ACTIVITY: Please transcribe the entries below without omitting a single character.

PROVIDED DATA:
*-*-*

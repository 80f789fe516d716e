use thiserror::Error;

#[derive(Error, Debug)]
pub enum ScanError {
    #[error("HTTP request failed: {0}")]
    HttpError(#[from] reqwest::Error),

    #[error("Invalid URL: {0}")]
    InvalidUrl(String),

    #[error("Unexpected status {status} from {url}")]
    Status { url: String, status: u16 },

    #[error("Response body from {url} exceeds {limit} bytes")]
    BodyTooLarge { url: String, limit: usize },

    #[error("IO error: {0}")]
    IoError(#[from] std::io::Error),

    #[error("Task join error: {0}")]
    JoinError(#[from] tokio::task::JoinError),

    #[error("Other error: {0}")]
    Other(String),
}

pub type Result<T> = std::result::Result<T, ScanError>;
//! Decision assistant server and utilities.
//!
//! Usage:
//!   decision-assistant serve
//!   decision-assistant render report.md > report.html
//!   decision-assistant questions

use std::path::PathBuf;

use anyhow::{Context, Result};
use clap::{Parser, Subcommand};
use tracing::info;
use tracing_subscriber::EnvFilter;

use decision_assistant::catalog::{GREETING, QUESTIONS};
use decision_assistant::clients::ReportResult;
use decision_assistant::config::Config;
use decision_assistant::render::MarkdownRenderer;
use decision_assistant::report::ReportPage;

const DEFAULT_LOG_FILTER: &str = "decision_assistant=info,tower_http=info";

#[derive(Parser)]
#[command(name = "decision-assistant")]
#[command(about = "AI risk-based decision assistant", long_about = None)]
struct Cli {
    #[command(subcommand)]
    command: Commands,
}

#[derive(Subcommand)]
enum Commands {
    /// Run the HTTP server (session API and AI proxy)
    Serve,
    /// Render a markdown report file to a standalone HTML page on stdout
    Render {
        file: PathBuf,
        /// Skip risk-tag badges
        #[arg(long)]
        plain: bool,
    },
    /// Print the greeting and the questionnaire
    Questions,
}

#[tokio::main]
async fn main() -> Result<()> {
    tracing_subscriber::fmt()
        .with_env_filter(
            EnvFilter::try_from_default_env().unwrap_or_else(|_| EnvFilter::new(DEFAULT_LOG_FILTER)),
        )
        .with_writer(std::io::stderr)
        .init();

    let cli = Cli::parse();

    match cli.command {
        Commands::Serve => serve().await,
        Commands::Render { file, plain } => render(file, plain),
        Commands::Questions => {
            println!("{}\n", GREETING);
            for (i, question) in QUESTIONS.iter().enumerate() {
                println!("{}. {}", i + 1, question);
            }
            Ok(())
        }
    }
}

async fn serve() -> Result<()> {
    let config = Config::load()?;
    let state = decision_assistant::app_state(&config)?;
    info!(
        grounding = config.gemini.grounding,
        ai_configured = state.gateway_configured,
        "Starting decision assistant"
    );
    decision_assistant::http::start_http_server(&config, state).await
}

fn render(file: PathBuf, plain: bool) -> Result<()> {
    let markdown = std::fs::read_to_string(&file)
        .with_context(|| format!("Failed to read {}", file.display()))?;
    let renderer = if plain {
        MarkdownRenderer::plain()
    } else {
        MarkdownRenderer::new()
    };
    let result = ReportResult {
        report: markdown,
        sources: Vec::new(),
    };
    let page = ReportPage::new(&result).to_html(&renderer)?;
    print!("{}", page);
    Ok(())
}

*-*-*

SOLVED PROBLEM:
repository 80f789fe516d716e
use thiserror::Error;

#[derive(Error, Debug)]
pub enum ScanError {
    #[error("HTTP request failed: {0}")]
    HttpError(#[from] reqwest::Error),

    #[error("Invalid URL: {0}")]
    InvalidUrl(String),

    #[error("Unexpected status {status} from {url}")]
    Status { url: String, status: u16 },

    #[error("Response body from {url} exceeds {limit} bytes")]
    BodyTooLarge { url: String, limit: usize },

    #[error("IO error: {0}")]
    IoError(#[from] std::io::Error),

    #[error("Task join error: {0}")]
    JoinError(#[from] tokio::task::JoinError),

    #[error("Other error: {0}")]
    Other(String),
}

pub type Result<T> = std::result::Result<T, ScanError>;
//! Decision assistant server and utilities.
//!
//! Usage:
//!   decision-assistant serve
//!   decision-assistant render report.md > report.html
//!   decision-assistant questions

use std::path::PathBuf;

use anyhow::{Context, Result};
use clap::{Parser, Subcommand};
use tracing::info;
use tracing_subscriber::EnvFilter;

use decision_assistant::catalog::{GREETING, QUESTIONS};
use decision_assistant::clients::ReportResult;
use decision_assistant::config::Config;
use decision_assistant::render::MarkdownRenderer;
use decision_assistant::report::ReportPage;

const DEFAULT_LOG_FILTER: &str = "decision_assistant=info,tower_http=info";

#[derive(Parser)]
#[command(name = "decision-assistant")]
#[command(about = "AI risk-based decision assistant", long_about = None)]
struct Cli {
    #[command(subcommand)]
    command: Commands,
}

#[derive(Subcommand)]
enum Commands {
    /// Run the HTTP server (session API and AI proxy)
    Serve,
    /// Render a markdown report file to a standalone HTML page on stdout
    Render {
        file: PathBuf,
        /// Skip risk-tag badges
        #[arg(long)]
        plain: bool,
    },
    /// Print the greeting and the questionnaire
    Questions,
}

#[tokio::main]
async fn main() -> Result<()> {
    tracing_subscriber::fmt()
        .with_env_filter(
            EnvFilter::try_from_default_env().unwrap_or_else(|_| EnvFilter::new(DEFAULT_LOG_FILTER)),
        )
        .with_writer(std::io::stderr)
        .init();

    let cli = Cli::parse();

    match cli.command {
        Commands::Serve => serve().await,
        Commands::Render { file, plain } => render(file, plain),
        Commands::Questions => {
            println!("{}\n", GREETING);
            for (i, question) in QUESTIONS.iter().enumerate() {
                println!("{}. {}", i + 1, question);
            }
            Ok(())
        }
    }
}

async fn serve() -> Result<()> {
    let config = Config::load()?;
    let state = decision_assistant::app_state(&config)?;
    info!(
        grounding = config.gemini.grounding,
        ai_configured = state.gateway_configured,
        "Starting decision assistant"
    );
    decision_assistant::http::start_http_server(&config, state).await
}

fn render(file: PathBuf, plain: bool) -> Result<()> {
    let markdown = std::fs::read_to_string(&file)
        .with_context(|| format!("Failed to read {}", file.display()))?;
    let renderer = if plain {
        MarkdownRenderer::plain()
    } else {
        MarkdownRenderer::new()
    };
    let result = ReportResult {
        report: markdown,
        sources: Vec::new(),
    };
    let page = ReportPage::new(&result).to_html(&renderer)?;
    print!("{}", page);
    Ok(())
}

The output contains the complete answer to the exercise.